▶ Aim of the task
Collect all lines from the records below that include the word "Bind".

Stored items
▬▬▬▬▬▬
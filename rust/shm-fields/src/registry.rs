//! Resolving tags to views.

use std::sync::Arc;

use crate::error::{FieldError, Result};
use crate::layout::{Field, FieldDescriptor, LayoutTable};
use crate::scalar::Scalar;
use crate::segment::{SegmentManager, SegmentSource};
use crate::sync::{SegmentSync, SyncGuard};
use crate::view::FieldView;

/// A layout table bound to the segment it describes.
///
/// ```no_run
/// use shm_fields::{Field, FieldRegistry, LayoutTable};
///
/// const GRID: Field<f32> = Field::new("grid");
///
/// let registry = FieldRegistry::new(LayoutTable::from_env()?);
/// let grid = registry.field(GRID)?;
/// grid.set(&[2, 3], 3.25);
/// # Ok::<(), Box<dyn std::error::Error>>(())
/// ```
#[derive(Debug, Clone)]
pub struct FieldRegistry {
    layout: Arc<LayoutTable>,
    segments: Arc<SegmentManager>,
}

impl FieldRegistry {
    /// Bind `layout` to the process-wide manager of the POSIX segment it names.
    pub fn new(layout: LayoutTable) -> Self {
        let segments = SegmentManager::shared(SegmentSource::posix(layout.segment_name()));
        Self::with_manager(layout, segments)
    }

    /// Bind `layout` to an explicit segment manager.
    pub fn with_manager(
        layout: impl Into<Arc<LayoutTable>>,
        segments: Arc<SegmentManager>,
    ) -> Self {
        Self {
            layout: layout.into(),
            segments,
        }
    }

    pub fn layout(&self) -> &LayoutTable {
        &self.layout
    }

    pub fn segments(&self) -> &Arc<SegmentManager> {
        &self.segments
    }

    pub fn descriptor(&self, tag: &str) -> Result<&FieldDescriptor> {
        self.layout.get(tag)
    }

    /// Resolve `tag` to a zero-copy view, attaching to the segment on first
    /// use.
    pub fn resolve<T: Scalar>(&self, tag: &str) -> Result<FieldView<T>> {
        let segment = self.segments.attach()?;
        let descriptor = self.layout.get(tag)?;
        let view = FieldView::from_segment(segment, descriptor)?;
        tracing::debug!(
            tag,
            scalar_type = %descriptor.scalar_type,
            shape = %descriptor.shape,
            offset = descriptor.offset,
            "resolved field"
        );
        Ok(view)
    }

    /// Resolve a typed tag.
    pub fn field<T: Scalar>(&self, field: Field<T>) -> Result<FieldView<T>> {
        self.resolve(field.tag())
    }

    /// Run `f` while holding the caller's coordination handle.
    pub fn coordinated<S, R>(&self, sync: &S, f: impl FnOnce(&Self) -> R) -> Result<R>
    where
        S: SegmentSync + ?Sized,
    {
        let _guard = SyncGuard::acquire(sync).map_err(FieldError::Coordination)?;
        Ok(f(self))
    }
}
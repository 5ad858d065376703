//! Process-local copies of field contents.

use std::ops::{Index, IndexMut};

use crate::error::{FieldError, Result};
use crate::scalar::Scalar;
use crate::shape::Shape;

/// An owned, process-local array with a shape.
///
/// Produced by [`FieldView::to_local`](crate::FieldView::to_local) or
/// filled by [`FieldView::copy_into`](crate::FieldView::copy_into). It shares
/// nothing with the segment it was copied from.
#[derive(Debug, Clone, PartialEq)]
pub struct LocalCopy<T: Scalar> {
    data: Vec<T>,
    shape: Shape,
}

impl<T: Scalar> LocalCopy<T> {
    /// Default-initialized (zero) storage of `shape`.
    pub fn zeros(shape: impl Into<Shape>) -> Self {
        let shape = shape.into();
        Self {
            data: vec![T::default(); shape.element_count()],
            shape,
        }
    }

    /// Wrap row-major `data`; its length must match `shape`.
    pub fn from_vec(shape: impl Into<Shape>, data: Vec<T>) -> Result<Self> {
        let shape = shape.into();
        if shape.checked_element_count() != Some(data.len()) {
            return Err(FieldError::ShapeMismatch {
                expected: shape,
                found: Shape::from([data.len()]),
            });
        }
        Ok(Self { data, shape })
    }

    pub fn shape(&self) -> &Shape {
        &self.shape
    }

    pub fn len(&self) -> usize {
        self.data.len()
    }

    pub fn is_empty(&self) -> bool {
        self.data.is_empty()
    }

    pub fn get(&self, index: &[usize]) -> T {
        self.data[self.shape.flat_index(index)]
    }

    pub fn set(&mut self, index: &[usize], value: T) {
        let k = self.shape.flat_index(index);
        self.data[k] = value;
    }

    pub fn as_slice(&self) -> &[T] {
        &self.data
    }

    pub fn as_mut_slice(&mut self) -> &mut [T] {
        &mut self.data
    }

    pub fn into_vec(self) -> Vec<T> {
        self.data
    }
}

impl<T: Scalar, const N: usize> Index<[usize; N]> for LocalCopy<T> {
    type Output = T;

    fn index(&self, index: [usize; N]) -> &T {
        &self.data[self.shape.flat_index(&index)]
    }
}

impl<T: Scalar, const N: usize> IndexMut<[usize; N]> for LocalCopy<T> {
    fn index_mut(&mut self, index: [usize; N]) -> &mut T {
        let k = self.shape.flat_index(&index);
        &mut self.data[k]
    }
}

#[cfg(test)]
mod tests {
    use super::*;

    #[test]
    fn indexing() {
        let mut c = LocalCopy::<f64>::zeros([2, 3]);
        c[[1, 2]] = 4.0;
        c.set(&[0, 1], 1.0);
        assert_eq!(c.get(&[1, 2]), 4.0);
        assert_eq!(c.as_slice(), &[0.0, 1.0, 0.0, 0.0, 0.0, 4.0]);
    }

    #[test]
    fn from_vec_checks_length() {
        let c = LocalCopy::from_vec([2, 2], vec![1u8, 2, 3, 4]).unwrap();
        assert_eq!(c[[1, 0]], 3);
        assert!(LocalCopy::from_vec([2, 2], vec![1u8, 2, 3]).is_err());
    }

    #[test]
    fn scalar_copy() {
        let mut c = LocalCopy::<i32>::zeros(Shape::scalar());
        c.set(&[], 9);
        assert_eq!(c.len(), 1);
        assert_eq!(c.into_vec(), vec![9]);
    }
}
▬▬▬▬▬▬
▶ Output for this task
    /// Bind `layout` to the process-wide manager of the POSIX segment it names.
    /// Bind `layout` to an explicit segment manager.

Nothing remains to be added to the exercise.